Sang & Veenstra 1999

  1. EACL

Summary

Sang & Veenstra compare the effect of different data representations on the performance of a memory-learning-based NP chunker. They get a minor performance improvement by using the best encoding.

Data Representations

Sang & Veenstra compared the following data representations:

  • IOB1: O=a token that is "outside" a chunk; B=a token that begins a chunk that immediately follows another chunk; I=a token that is "inside" a chunk, but is not marked B.
  • IOB2: O=a token that is "outside" a chunk; B=a token that begins a chunk; I=a token that is "inside" a chunk, but is not marked B.
  • IOE1: O=a token that is "outside" a chunk; E=a token that ends a chunk that immediately follows another chunk; I=a token that is "inside" a chunk, but is not marked E.
  • IOE2: O=a token that is "outside" a chunk; E=a token that ends a chunk; I=a token that is "inside" a chunk, but is not marked E.
  • [+]: The combination of two taggers, one of which assigns '[' or '.' (for beginning of an NP or not); and the other of which assigns ']' or '.'. Chunks are formed by finding all sequences where the first word is tagged '[', the last is tagged ']', and all intervening words are tagged '.' by both taggers.
  • [+IO: The combination of two taggers, one of which assings '[' or '.'; and the other of which assigns 'I' or 'O'. If all words that are tagged '[' and 'I' are changed to 'B', then interpret the result as IOB2.
  • IO+]: The combination of two taggers, one of which assings ']' or '.'; and the other of which assigns 'I' or 'O'. If all words that are tagged ']' and 'I' are changed to 'E', then interpret the result as IOE2.

Learning Model

Sang & Veenstra used a memory-based learning model (IB1-IG).

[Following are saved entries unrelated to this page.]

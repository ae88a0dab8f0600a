//! Source fingerprints, hot-swapping of node implementations and the change
//! signal the host uses to decide whether a node must re-run.

use std::collections::HashMap;
use std::collections::hash_map::DefaultHasher;
use std::fmt;
use std::fs;
use std::hash::{Hash, Hasher};
use std::path::Path;
use std::sync::{Arc, PoisonError, RwLock};
use std::time::SystemTime;

use serde::{Serialize, Serializer};
use sha2::{Digest, Sha256};
use tracing::{debug, info, warn};

use crate::error::{ConsistencyError, NodeError, NodeResult};
use crate::node::function::NodeFn;
use crate::runtime::context::hex;

/// SHA-256 of a function's source text.
#[derive(Debug, Clone, Copy, PartialEq, Eq, Hash, Default)]
pub struct Fingerprint([u8; 32]);

impl Fingerprint {
    /// All zeroes when the source is unavailable.
    pub fn of_source(source: Option<&str>) -> Self {
        match source {
            Some(text) => Fingerprint(Sha256::digest(text.as_bytes()).into()),
            None => Fingerprint::default(),
        }
    }

    pub fn as_bytes(&self) -> &[u8; 32] {
        &self.0
    }

    /// XORs `token` into the low eight bytes.
    pub fn mix(self, token: u64) -> Self {
        let mut bytes = self.0;
        for (b, t) in bytes[24..].iter_mut().zip(token.to_be_bytes()) {
            *b ^= t;
        }
        Fingerprint(bytes)
    }
}

impl fmt::Display for Fingerprint {
    fn fmt(&self, f: &mut fmt::Formatter<'_>) -> fmt::Result {
        f.write_str(&hex(&self.0))
    }
}

/// What a node's `is_changed` predicate reports about its inputs.
#[derive(Debug, Clone, Copy, PartialEq, Eq, Default)]
pub enum ChangeToken {
    #[default]
    Neutral,
    Hash(u64),
    /// Re-run on every evaluation.
    Always,
}

impl ChangeToken {
    pub fn of<T: Hash + ?Sized>(value: &T) -> Self {
        let mut hasher = DefaultHasher::new();
        value.hash(&mut hasher);
        ChangeToken::Hash(hasher.finish())
    }
}

/// Value the host compares between evaluations; a differing value marks the
/// node dirty. `Always` never equals anything, itself included.
#[derive(Debug, Clone, Copy)]
pub enum ChangeSignal {
    Always,
    Value(Fingerprint),
}

impl ChangeSignal {
    pub fn is_always(&self) -> bool {
        matches!(self, ChangeSignal::Always)
    }
}

impl PartialEq for ChangeSignal {
    fn eq(&self, other: &Self) -> bool {
        match (self, other) {
            (ChangeSignal::Value(a), ChangeSignal::Value(b)) => a == b,
            _ => false,
        }
    }
}

impl Serialize for ChangeSignal {
    fn serialize<S: Serializer>(&self, serializer: S) -> Result<S::Ok, S::Error> {
        match self {
            // JSON has no NaN literal.
            ChangeSignal::Always => serializer.serialize_str("NaN"),
            ChangeSignal::Value(fp) => serializer.collect_str(fp),
        }
    }
}

/// Swappable reference to the current implementation of a node.
pub type ImplCell = Arc<RwLock<NodeFn>>;

pub fn impl_cell(implementation: NodeFn) -> ImplCell {
    Arc::new(RwLock::new(implementation))
}

pub fn load_impl(cell: &ImplCell) -> NodeFn {
    cell.read().unwrap_or_else(PoisonError::into_inner).clone()
}

fn store_impl(cell: &ImplCell, implementation: NodeFn) {
    *cell.write().unwrap_or_else(PoisonError::into_inner) = implementation;
}

/// Bookkeeping for one function identity.
pub struct RegistrationRecord {
    pub implementation: ImplCell,
    pub fingerprint: Fingerprint,
    pub updated_at: SystemTime,
    pub module: Option<String>,
    pub name: String,
}

impl fmt::Debug for RegistrationRecord {
    fn fmt(&self, f: &mut fmt::Formatter<'_>) -> fmt::Result {
        f.debug_struct("RegistrationRecord")
            .field("fingerprint", &self.fingerprint.to_string())
            .field("updated_at", &self.updated_at)
            .field("module", &self.module)
            .field("name", &self.name)
            .finish()
    }
}

/// One freshly loaded function from a [`NodeModule`].
#[derive(Clone)]
pub struct FunctionSource {
    pub implementation: NodeFn,
    pub source: String,
}

pub type ModuleContents = HashMap<String, FunctionSource>;

/// A reloadable unit of node code backed by a file on disk.
pub trait NodeModule: Send + Sync {
    fn name(&self) -> &str;

    fn path(&self) -> &Path;

    /// Re-reads the module and returns every function it defines, by name.
    fn load(&self) -> anyhow::Result<ModuleContents>;
}

fn modified_time(path: &Path) -> Option<SystemTime> {
    fs::metadata(path).and_then(|m| m.modified()).ok()
}

/// Tracks registered implementations and swaps them when their module changes
/// on disk.
#[derive(Default)]
pub struct LiveUpdateTracker {
    records: HashMap<String, RegistrationRecord>,
    modules: HashMap<String, Arc<dyn NodeModule>>,
    module_reload_times: HashMap<String, SystemTime>,
}

impl LiveUpdateTracker {
    pub fn new() -> Self {
        Self::default()
    }

    /// Records `implementation` for `identity`, writing it into `cell`.
    ///
    /// A repeat registration is an update: it must carry a strictly newer
    /// timestamp and a different fingerprint.
    pub fn register_function(
        &mut self,
        identity: &str,
        name: &str,
        module: Option<&str>,
        cell: &ImplCell,
        implementation: NodeFn,
        fingerprint: Fingerprint,
        updated_at: SystemTime,
    ) -> Result<(), ConsistencyError> {
        if let Some(existing) = self.records.get_mut(identity) {
            if existing.updated_at >= updated_at {
                return Err(ConsistencyError::StaleTimestamp {
                    function: identity.to_string(),
                    stored: existing.updated_at,
                    offered: updated_at,
                });
            }
            if existing.fingerprint == fingerprint {
                return Err(ConsistencyError::SameFingerprint {
                    function: identity.to_string(),
                    fingerprint: fingerprint.to_string(),
                });
            }
            store_impl(&existing.implementation, implementation);
            existing.fingerprint = fingerprint;
            existing.updated_at = updated_at;
            return Ok(());
        }

        store_impl(cell, implementation);
        self.records.insert(
            identity.to_string(),
            RegistrationRecord {
                implementation: cell.clone(),
                fingerprint,
                updated_at,
                module: module.map(str::to_string),
                name: name.to_string(),
            },
        );
        Ok(())
    }

    pub fn record(&self, identity: &str) -> Option<&RegistrationRecord> {
        self.records.get(identity)
    }

    pub fn fingerprint(&self, identity: &str) -> Option<Fingerprint> {
        self.records.get(identity).map(|r| r.fingerprint)
    }

    pub fn add_module(&mut self, module: Arc<dyn NodeModule>) {
        self.modules.insert(module.name().to_string(), module);
    }

    pub fn module(&self, name: &str) -> Option<&Arc<dyn NodeModule>> {
        self.modules.get(name)
    }

    /// Marks `module` as loaded at `time`, so only later edits trigger a reload.
    pub fn note_module_time(&mut self, module: &str, time: SystemTime) {
        self.module_reload_times.insert(module.to_string(), time);
    }

    /// Returns the freshest implementation of `identity`, reloading its module
    /// first when reload is enabled and the file changed since the last load.
    pub fn latest(&mut self, identity: &str, reload_enabled: bool) -> NodeResult<NodeFn> {
        let record = self
            .records
            .get(identity)
            .ok_or_else(|| ConsistencyError::MissingRecord(identity.to_string()))?;

        let module_name = match (&record.module, reload_enabled) {
            (Some(m), true) => m.clone(),
            _ => return Ok(load_impl(&record.implementation)),
        };
        let Some(module) = self.modules.get(&module_name).cloned() else {
            return Ok(load_impl(&record.implementation));
        };
        let Some(modified) = modified_time(module.path()) else {
            warn!(module = %module_name, path = %module.path().display(), "Module file not readable");
            return Ok(load_impl(&record.implementation));
        };

        let last_reload = self.module_reload_times.get(&module_name).copied();
        if last_reload.is_none_or(|t| modified > t) {
            info!(module = %module_name, "Reloading module because file was edited");
            let contents = module.load().map_err(|cause| NodeError::Reload {
                module: module_name.clone(),
                cause,
            })?;
            self.module_reload_times.insert(module_name.clone(), modified);
            self.apply_reload(&module_name, &contents, modified)?;
        } else {
            debug!(module = %module_name, "Module up to date");
        }

        let record = self
            .records
            .get(identity)
            .ok_or_else(|| ConsistencyError::MissingRecord(identity.to_string()))?;
        Ok(load_impl(&record.implementation))
    }

    fn apply_reload(&mut self, module_name: &str, contents: &ModuleContents, modified: SystemTime) -> NodeResult<()> {
        let stale: Vec<(String, String)> = self
            .records
            .iter()
            .filter(|(_, r)| r.module.as_deref() == Some(module_name) && modified > r.updated_at)
            .map(|(id, r)| (id.clone(), r.name.clone()))
            .collect();

        for (identity, name) in stale {
            let Some(fresh) = contents.get(&name) else {
                warn!(function = %identity, "Function no longer present after reload");
                continue;
            };
            let fingerprint = Fingerprint::of_source(Some(&fresh.source));
            if self.fingerprint(&identity) == Some(fingerprint) {
                continue;
            }
            info!(function = %identity, fingerprint = %fingerprint, "Updating function because it was modified");
            let cell = match self.records.get(&identity) {
                Some(r) => r.implementation.clone(),
                None => continue,
            };
            self.register_function(
                &identity,
                &name,
                Some(module_name),
                &cell,
                fresh.implementation.clone(),
                fingerprint,
                modified,
            )?;
        }
        Ok(())
    }

    /// Combines the code fingerprint with the node's custom change token.
    pub fn change_signal(&self, identity: &str, token: ChangeToken) -> NodeResult<ChangeSignal> {
        let fingerprint = self
            .fingerprint(identity)
            .ok_or_else(|| ConsistencyError::MissingRecord(identity.to_string()))?;
        Ok(match token {
            ChangeToken::Always => ChangeSignal::Always,
            ChangeToken::Neutral => ChangeSignal::Value(fingerprint),
            ChangeToken::Hash(h) => ChangeSignal::Value(fingerprint.mix(h)),
        })
    }
}

#[cfg(test)]
mod tests {
    use super::*;

    #[test]
    fn test_mix_is_reversible() {
        let fp = Fingerprint::of_source(Some("fn body"));
        assert_eq!(fp.mix(42).mix(42), fp);
        assert_ne!(fp.mix(42), fp);
    }

    #[test]
    fn test_always_signal_never_equal() {
        assert_ne!(ChangeSignal::Always, ChangeSignal::Always);
        let fp = Fingerprint::of_source(None);
        assert_eq!(ChangeSignal::Value(fp), ChangeSignal::Value(fp));
    }

    #[test]
    fn test_always_signal_serializes_as_nan() {
        let json = serde_json::to_value(ChangeSignal::Always).expect("serialize");
        assert_eq!(json, serde_json::json!("NaN"));
        let fp = Fingerprint::of_source(Some("x"));
        let json = serde_json::to_value(ChangeSignal::Value(fp)).expect("serialize");
        assert_eq!(json, serde_json::json!(fp.to_string()));
    }
}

For each test example, it finds the k nearest neighbors in the test data, where distance is computed as the weighted sum of distances between individual features; and feature distance is zero for equal features, and information gain for non-equal features.

Features

The basic features are words & POS tags in the context of the current word. They used heldout data to decide how large the contexts should be for these features. The optimal context size varied depending on the data representation chosen. E.g., representations with explicit open bracket info preferred larger left contexts.

Cascaded Classifier

They then built a cascaded classifier, that used the output of the basic classifier as an input feature. In particular, when classifying a given word, it looked at the basic classifier's output for context words; but not for that word itself. (Otherwise, the feature for that word would get too much weight, and drown out all other features.)

Next, they tried building cascaded classifiers that used the output of several basic classifiers, each of which had different context windows.

Finally, they tried varying the parameter k in 'k nearest neighbors.'

Results

Sang & Veenstra found that IOB1 consistently performed best, but that the differences in F-score were fairly minor. However, there were some differences in the precision vs recall tradeoff.